» **ASSIGNMENT**:
Every line holding the string "ports" should be copied from the listing.
+++ RECORD EXTRACTS
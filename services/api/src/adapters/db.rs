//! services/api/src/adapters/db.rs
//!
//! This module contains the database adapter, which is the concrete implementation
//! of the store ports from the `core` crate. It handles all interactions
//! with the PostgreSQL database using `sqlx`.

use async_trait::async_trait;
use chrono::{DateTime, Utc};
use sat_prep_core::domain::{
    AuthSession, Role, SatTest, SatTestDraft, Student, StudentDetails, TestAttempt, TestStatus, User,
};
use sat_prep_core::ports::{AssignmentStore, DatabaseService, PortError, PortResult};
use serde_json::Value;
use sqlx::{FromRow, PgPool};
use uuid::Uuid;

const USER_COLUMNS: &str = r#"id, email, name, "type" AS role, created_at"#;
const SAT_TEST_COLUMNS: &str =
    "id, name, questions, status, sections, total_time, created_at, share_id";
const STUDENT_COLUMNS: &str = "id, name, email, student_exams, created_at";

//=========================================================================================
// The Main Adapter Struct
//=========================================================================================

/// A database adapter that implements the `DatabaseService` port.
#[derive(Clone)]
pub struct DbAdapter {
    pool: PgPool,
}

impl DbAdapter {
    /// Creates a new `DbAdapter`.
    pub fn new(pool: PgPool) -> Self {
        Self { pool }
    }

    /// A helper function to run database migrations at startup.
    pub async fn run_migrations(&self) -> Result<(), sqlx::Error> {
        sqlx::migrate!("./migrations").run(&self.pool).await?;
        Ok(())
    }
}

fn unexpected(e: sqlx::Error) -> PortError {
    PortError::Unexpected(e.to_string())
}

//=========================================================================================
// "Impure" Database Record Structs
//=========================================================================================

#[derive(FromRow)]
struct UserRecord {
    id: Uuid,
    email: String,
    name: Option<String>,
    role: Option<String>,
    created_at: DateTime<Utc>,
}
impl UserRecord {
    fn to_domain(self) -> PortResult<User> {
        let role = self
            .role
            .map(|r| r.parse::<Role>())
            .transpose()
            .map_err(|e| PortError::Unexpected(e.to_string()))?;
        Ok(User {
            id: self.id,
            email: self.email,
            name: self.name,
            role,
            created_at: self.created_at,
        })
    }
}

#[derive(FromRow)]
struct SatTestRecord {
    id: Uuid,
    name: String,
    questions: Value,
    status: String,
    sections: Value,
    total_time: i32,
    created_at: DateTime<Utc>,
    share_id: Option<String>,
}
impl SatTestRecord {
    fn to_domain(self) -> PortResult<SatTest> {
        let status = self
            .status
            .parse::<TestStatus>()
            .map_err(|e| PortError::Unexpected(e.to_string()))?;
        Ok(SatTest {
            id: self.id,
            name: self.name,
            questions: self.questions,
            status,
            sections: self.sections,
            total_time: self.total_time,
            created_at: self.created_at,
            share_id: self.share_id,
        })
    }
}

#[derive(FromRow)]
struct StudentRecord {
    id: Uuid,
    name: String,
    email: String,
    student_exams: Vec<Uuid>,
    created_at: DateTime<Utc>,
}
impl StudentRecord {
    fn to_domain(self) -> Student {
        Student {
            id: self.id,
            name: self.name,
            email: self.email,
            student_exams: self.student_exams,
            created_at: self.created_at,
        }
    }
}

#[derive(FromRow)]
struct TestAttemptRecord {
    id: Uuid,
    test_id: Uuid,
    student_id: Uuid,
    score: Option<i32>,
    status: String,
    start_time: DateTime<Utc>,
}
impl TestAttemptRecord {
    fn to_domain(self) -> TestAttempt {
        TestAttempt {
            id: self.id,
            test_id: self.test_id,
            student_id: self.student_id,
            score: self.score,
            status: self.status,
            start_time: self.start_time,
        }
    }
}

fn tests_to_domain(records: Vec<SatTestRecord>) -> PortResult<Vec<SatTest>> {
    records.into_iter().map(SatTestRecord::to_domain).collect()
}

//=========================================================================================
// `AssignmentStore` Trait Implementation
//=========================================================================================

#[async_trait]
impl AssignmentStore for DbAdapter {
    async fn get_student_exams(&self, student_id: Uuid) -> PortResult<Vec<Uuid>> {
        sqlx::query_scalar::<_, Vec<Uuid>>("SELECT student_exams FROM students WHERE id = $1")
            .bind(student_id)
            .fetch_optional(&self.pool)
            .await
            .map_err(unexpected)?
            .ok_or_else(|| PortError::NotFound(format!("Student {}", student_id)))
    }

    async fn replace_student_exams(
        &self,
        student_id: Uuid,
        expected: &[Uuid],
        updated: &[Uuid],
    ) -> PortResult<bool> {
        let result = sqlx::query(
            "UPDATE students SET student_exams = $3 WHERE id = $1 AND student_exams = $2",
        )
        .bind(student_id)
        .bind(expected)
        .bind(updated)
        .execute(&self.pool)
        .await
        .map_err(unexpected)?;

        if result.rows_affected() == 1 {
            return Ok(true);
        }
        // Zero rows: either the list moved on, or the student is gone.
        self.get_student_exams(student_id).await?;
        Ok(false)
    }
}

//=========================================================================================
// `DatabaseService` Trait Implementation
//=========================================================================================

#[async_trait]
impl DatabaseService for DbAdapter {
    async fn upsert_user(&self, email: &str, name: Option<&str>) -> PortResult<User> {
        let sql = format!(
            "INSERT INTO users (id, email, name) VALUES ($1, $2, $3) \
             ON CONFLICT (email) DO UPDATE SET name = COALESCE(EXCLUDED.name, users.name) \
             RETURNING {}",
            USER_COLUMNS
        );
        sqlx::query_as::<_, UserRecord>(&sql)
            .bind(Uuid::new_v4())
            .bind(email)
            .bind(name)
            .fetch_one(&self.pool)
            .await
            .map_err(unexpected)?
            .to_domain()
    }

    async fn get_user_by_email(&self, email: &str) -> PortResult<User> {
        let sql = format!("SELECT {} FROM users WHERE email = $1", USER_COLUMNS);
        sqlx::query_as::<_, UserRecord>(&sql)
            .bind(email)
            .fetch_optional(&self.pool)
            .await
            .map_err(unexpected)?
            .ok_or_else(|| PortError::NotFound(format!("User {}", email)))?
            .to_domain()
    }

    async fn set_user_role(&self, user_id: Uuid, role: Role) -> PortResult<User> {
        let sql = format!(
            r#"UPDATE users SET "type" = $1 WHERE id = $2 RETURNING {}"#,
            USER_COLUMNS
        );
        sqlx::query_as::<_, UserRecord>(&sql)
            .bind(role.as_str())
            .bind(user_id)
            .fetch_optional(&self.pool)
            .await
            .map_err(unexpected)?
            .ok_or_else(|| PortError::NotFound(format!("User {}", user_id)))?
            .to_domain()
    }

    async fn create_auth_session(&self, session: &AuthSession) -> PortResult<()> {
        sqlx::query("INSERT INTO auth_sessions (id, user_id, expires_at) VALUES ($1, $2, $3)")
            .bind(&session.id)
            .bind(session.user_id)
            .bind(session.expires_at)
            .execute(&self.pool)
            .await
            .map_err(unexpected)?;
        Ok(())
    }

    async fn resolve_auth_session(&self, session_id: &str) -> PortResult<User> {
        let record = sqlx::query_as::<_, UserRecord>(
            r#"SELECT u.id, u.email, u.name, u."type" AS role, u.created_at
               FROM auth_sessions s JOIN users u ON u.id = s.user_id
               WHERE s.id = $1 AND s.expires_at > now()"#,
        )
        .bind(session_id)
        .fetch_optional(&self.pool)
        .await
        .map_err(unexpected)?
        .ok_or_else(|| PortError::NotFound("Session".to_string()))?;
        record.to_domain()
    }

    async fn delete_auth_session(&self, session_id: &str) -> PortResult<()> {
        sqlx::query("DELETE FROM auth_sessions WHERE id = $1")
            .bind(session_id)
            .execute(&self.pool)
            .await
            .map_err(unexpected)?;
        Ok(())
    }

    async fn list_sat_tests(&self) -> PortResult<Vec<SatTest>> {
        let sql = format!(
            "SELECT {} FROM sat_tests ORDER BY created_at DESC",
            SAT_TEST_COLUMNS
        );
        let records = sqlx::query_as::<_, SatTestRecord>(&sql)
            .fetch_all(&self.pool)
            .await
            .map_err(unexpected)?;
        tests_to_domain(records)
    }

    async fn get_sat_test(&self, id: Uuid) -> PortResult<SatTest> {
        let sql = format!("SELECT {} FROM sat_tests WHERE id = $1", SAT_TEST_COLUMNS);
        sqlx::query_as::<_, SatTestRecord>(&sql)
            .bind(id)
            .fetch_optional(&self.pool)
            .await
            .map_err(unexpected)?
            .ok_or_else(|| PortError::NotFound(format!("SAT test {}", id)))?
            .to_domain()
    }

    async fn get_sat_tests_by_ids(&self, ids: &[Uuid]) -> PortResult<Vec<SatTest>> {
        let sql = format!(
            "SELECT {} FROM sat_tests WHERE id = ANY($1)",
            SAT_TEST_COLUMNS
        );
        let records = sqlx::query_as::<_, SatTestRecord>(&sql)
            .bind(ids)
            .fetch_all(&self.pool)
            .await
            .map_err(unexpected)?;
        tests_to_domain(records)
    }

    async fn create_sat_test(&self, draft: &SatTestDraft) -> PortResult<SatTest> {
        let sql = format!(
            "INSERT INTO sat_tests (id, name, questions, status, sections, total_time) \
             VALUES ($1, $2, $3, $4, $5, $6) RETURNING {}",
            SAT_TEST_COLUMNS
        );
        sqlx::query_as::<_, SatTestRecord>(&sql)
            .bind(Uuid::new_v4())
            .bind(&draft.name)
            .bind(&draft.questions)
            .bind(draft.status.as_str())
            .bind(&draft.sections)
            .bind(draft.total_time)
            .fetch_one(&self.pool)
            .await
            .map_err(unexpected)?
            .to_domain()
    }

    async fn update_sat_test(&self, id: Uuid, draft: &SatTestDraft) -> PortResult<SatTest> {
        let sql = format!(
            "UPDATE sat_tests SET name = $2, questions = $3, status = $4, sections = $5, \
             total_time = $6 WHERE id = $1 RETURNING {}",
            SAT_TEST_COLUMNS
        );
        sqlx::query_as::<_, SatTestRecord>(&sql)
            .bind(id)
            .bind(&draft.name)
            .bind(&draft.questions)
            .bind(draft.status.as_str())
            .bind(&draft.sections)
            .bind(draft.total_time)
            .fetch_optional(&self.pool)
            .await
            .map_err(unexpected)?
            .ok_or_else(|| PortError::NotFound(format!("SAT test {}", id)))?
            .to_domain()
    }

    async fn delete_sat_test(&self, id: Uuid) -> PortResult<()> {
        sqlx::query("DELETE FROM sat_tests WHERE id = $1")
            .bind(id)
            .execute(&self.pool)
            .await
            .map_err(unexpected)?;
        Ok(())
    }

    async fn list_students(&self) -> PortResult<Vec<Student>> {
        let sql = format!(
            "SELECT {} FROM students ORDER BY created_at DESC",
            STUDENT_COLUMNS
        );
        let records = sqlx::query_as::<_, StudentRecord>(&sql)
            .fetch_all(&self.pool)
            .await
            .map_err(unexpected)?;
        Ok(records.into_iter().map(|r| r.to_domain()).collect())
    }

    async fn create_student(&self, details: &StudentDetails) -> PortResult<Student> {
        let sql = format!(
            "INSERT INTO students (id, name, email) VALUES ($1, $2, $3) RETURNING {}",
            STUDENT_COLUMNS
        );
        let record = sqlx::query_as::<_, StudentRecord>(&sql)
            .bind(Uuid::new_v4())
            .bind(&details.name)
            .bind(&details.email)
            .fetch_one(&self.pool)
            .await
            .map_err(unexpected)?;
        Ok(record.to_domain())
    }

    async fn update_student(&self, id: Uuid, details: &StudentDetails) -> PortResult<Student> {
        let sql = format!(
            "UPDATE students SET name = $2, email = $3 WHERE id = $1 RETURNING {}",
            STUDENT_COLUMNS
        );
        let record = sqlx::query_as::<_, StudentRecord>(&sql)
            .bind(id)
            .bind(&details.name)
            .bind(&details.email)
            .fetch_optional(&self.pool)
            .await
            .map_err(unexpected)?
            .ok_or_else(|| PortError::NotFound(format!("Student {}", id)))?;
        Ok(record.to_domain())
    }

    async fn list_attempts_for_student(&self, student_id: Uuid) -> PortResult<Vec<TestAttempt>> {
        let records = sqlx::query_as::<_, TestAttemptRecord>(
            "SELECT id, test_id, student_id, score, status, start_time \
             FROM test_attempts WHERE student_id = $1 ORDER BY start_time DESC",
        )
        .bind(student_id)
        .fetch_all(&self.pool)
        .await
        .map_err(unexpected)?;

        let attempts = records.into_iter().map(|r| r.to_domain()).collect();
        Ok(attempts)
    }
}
++++++
» **RESPONSE TO THIS EXERCISE**:
//! of the store ports from the `core` crate. It handles all interactions
use sat_prep_core::ports::{AssignmentStore, DatabaseService, PortError, PortResult};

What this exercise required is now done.